DATA SECTION:
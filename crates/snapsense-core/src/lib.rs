//! SnapSense Core Library
//!
//! Sentiment scoring for user-generated photo captions and comments: a
//! lexicon model behind a provisioning gate, a revision-aware score cache,
//! and the moderation/ranking adapter the feed consumes.

pub mod cache;
pub mod config;
pub mod domain;
pub mod fakes;
pub mod metrics;
pub mod model;
pub mod moderation;
pub mod obs;
pub mod pipeline;
pub mod scorer;
pub mod telemetry;

pub use cache::{CacheStats, ScoreCache, DEFAULT_CACHE_CAPACITY};
pub use config::PipelineConfig;
pub use domain::{
    ConfigError, FieldKind, FragmentKey, ModelError, PipelineError, SentimentScore, TextFragment,
};
pub use model::{Lexicon, LexiconEntry, LexiconModel, SentimentModel, Tokenizer};
pub use moderation::{
    evaluate, rank_weight, screen_comment, CommentVerdict, FlagReason, ModerationPolicy,
    ModerationResult,
};
pub use pipeline::{PhotoAnnotation, SentimentPipeline};
pub use scorer::{CorpusGate, SentimentScorer, TextScorer, DEFAULT_MAX_TEXT_CHARS};
pub use telemetry::{init_tracing, LogFormat};

pub use corpus_provisioner::{ProvisionError, ProvisionState};

/// SnapSense version
pub const VERSION: &str = env!("CARGO_PKG_VERSION");
//! Corpus Provisioner: lexical resources for SnapSense scoring
//!
//! Makes sure the corpora the sentiment model reads are present on the
//! local filesystem before first use. Every worker process of the photo app
//! calls into this crate independently; the data directory is the only thing
//! they share.
//!
//! ## Guarantees
//!
//! - At most one download per corpus per machine (advisory lock + re-check)
//! - Readers never observe a partially written corpus (temp file + rename)
//! - Failures are recorded, never raised, and retried on later calls

pub mod config;
pub mod error;
pub mod provisioner;
pub mod source;
pub mod store;

pub use config::ProvisionerConfig;
pub use error::{ProvisionError, Result};
pub use provisioner::{CorpusProvisioner, ProvisionState};
pub use source::{CorpusSource, DirCorpusSource, HttpCorpusSource, DEFAULT_CORPUS_BASE_URL};
pub use store::{CorpusLock, CorpusStore, ProvisionMarker};

/// Contraction expansions consumed by the tokenizer.
pub const TOKENIZER_CORPUS: &str = "tokenizer-rules";

/// Word polarity/subjectivity/intensity table.
pub const LEXICON_CORPUS: &str = "polarity-lexicon";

WHAT TO PRODUCE: I need each line above reproduced exactly.

OUTPUT OF THE EXERCISE:
filename crates/snapsense-core/src/lib.rs
//! SnapSense Core Library
//!
//! Sentiment scoring for user-generated photo captions and comments: a
//! lexicon model behind a provisioning gate, a revision-aware score cache,
//! and the moderation/ranking adapter the feed consumes.

pub mod cache;
pub mod config;
pub mod domain;
pub mod fakes;
pub mod metrics;
pub mod model;
pub mod moderation;
pub mod obs;
pub mod pipeline;
pub mod scorer;
pub mod telemetry;

pub use cache::{CacheStats, ScoreCache, DEFAULT_CACHE_CAPACITY};
pub use config::PipelineConfig;
pub use domain::{
    ConfigError, FieldKind, FragmentKey, ModelError, PipelineError, SentimentScore, TextFragment,
};
pub use model::{Lexicon, LexiconEntry, LexiconModel, SentimentModel, Tokenizer};
pub use moderation::{
    evaluate, rank_weight, screen_comment, CommentVerdict, FlagReason, ModerationPolicy,
    ModerationResult,
};
pub use pipeline::{PhotoAnnotation, SentimentPipeline};
pub use scorer::{CorpusGate, SentimentScorer, TextScorer, DEFAULT_MAX_TEXT_CHARS};
pub use telemetry::{init_tracing, LogFormat};

pub use corpus_provisioner::{ProvisionError, ProvisionState};

/// SnapSense version
pub const VERSION: &str = env!("CARGO_PKG_VERSION");
//! Corpus Provisioner: lexical resources for SnapSense scoring
//!
//! Makes sure the corpora the sentiment model reads are present on the
//! local filesystem before first use. Every worker process of the photo app
//! calls into this crate independently; the data directory is the only thing
//! they share.
//!
//! ## Guarantees
//!
//! - At most one download per corpus per machine (advisory lock + re-check)
//! - Readers never observe a partially written corpus (temp file + rename)
//! - Failures are recorded, never raised, and retried on later calls

pub mod config;
pub mod error;
pub mod provisioner;
pub mod source;
pub mod store;

pub use config::ProvisionerConfig;
pub use error::{ProvisionError, Result};
pub use provisioner::{CorpusProvisioner, ProvisionState};
pub use source::{CorpusSource, DirCorpusSource, HttpCorpusSource, DEFAULT_CORPUS_BASE_URL};
pub use store::{CorpusLock, CorpusStore, ProvisionMarker};

/// Contraction expansions consumed by the tokenizer.
pub const TOKENIZER_CORPUS: &str = "tokenizer-rules";

/// Word polarity/subjectivity/intensity table.
pub const LEXICON_CORPUS: &str = "polarity-lexicon";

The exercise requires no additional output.